沖縄県の玉城デニー知事は23日、沖縄全戦没者追悼式の平和宣言で、ウクライナ侵攻で住民が犠牲となっている状況に触れ、「激動が続く世界情勢の中で、今こそ『平和の礎』に込められた平和と命の尊さを大切にする『沖縄の心、チムグクル(肝心)』を国境を越えて世界に発信することが重要だ」と強調した。うちなーぐちや、英語を交え、不戦の願いを国内外へ発信した。

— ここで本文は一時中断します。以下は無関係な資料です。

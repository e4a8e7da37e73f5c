use chrono::{DateTime, Utc};
use rust_decimal::Decimal;
use serde::{Deserialize, Serialize};

use crate::group::TradeGroupId;

/// P&L impact of one deterministic price-shock scenario.
#[derive(Debug, Clone, PartialEq, Serialize, Deserialize)]
pub struct StressResult {
    pub scenario: String,
    /// Shock applied to every mark, as a fraction (-0.10 = ten percent down).
    pub shock: Decimal,
    pub pnl_impact: Decimal,
    pub description: String,
}

/// Portfolio risk statistics for one trade group at one version.
///
/// Immutable once produced; a newer snapshot supersedes it.
#[derive(Debug, Clone, PartialEq, Serialize, Deserialize)]
pub struct RiskSnapshot {
    pub trade_group_id: TradeGroupId,
    /// Registry version of the group the inputs were read at.
    pub as_of_version: u64,

    // --- VaR / tail (positive currency amounts) ---
    pub var_95: Decimal,
    pub var_99: Decimal,
    pub expected_shortfall_95: Decimal,
    /// Normal VaR scaled by the EWMA volatility of daily P&L.
    pub parametric_var_95: Decimal,
    pub parametric_var_99: Decimal,
    /// VaR of a seeded simulation from a normal fitted to daily P&L.
    pub monte_carlo_var_95: Decimal,
    pub monte_carlo_var_99: Decimal,

    // --- performance ---
    /// Annualised mean / stdev of daily P&L.
    pub sharpe_ratio: Decimal,
    /// Peak-to-trough decline of cumulative P&L as a fraction of the peak.
    pub max_drawdown: Decimal,
    /// Annualised stdev of daily portfolio returns.
    pub volatility: Decimal,
    pub beta: Decimal,

    // --- exposure ---
    /// Herfindahl index of exposure shares, 0-100.
    pub concentration_risk: Decimal,
    pub leverage_ratio: Decimal,
    pub net_pnl: Decimal,
    pub total_value: Decimal,

    pub data_insufficient: bool,
    /// Number of aligned trading days that fed the historical simulation.
    pub observations: usize,
    pub position_count: usize,
    pub stress_results: Vec<StressResult>,
    pub computed_at: DateTime<Utc>,
}

impl RiskSnapshot {
    /// Snapshot with every metric at zero.
    pub fn empty(trade_group_id: TradeGroupId, as_of_version: u64) -> Self {
        Self {
            trade_group_id,
            as_of_version,
            var_95: Decimal::ZERO,
            var_99: Decimal::ZERO,
            expected_shortfall_95: Decimal::ZERO,
            parametric_var_95: Decimal::ZERO,
            parametric_var_99: Decimal::ZERO,
            monte_carlo_var_95: Decimal::ZERO,
            monte_carlo_var_99: Decimal::ZERO,
            sharpe_ratio: Decimal::ZERO,
            max_drawdown: Decimal::ZERO,
            volatility: Decimal::ZERO,
            beta: Decimal::ZERO,
            concentration_risk: Decimal::ZERO,
            leverage_ratio: Decimal::ZERO,
            net_pnl: Decimal::ZERO,
            total_value: Decimal::ZERO,
            data_insufficient: false,
            observations: 0,
            position_count: 0,
            stress_results: Vec::new(),
            computed_at: Utc::now(),
        }
    }
}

玉城知事は、ウクライナ侵攻を巡り、77年前に地上戦によって20万人余の住民が犠牲となった沖縄戦の記憶と重ね合わせ「筆舌に尽くしがたい衝撃」と強調。その上で「国際社会が連携し、多様性や価値観の違いを認め合い、対立や分断ではなく、お互いを尊重し、対話を重ね、共に平和を追求していくことが、今求められている」と述べ、一日も早い停戦を願った。
今回の平和宣言は、初めて公募による県民意見を募集し、取りまとめた。県によると、個人5件、団体28件の意見が寄せられ、恒久平和への思いや、次世代に残したいもの、伝えたい思いなどについて、宣言へ反映させた。
在沖米軍基地を巡り「米軍専用施設面積の70・3%が集中し、基地から派生する事件事故、航空機騒音、水質や土壌の環境汚染など、県民は過重な基地負担を強いられ続けている」と強調。政府に対して、米軍普天間飛行場(宜野湾市)の一刻も早い危険性除去と、移設に伴う名護市辺野古新基地建設の断念を求めていく決意を述べた。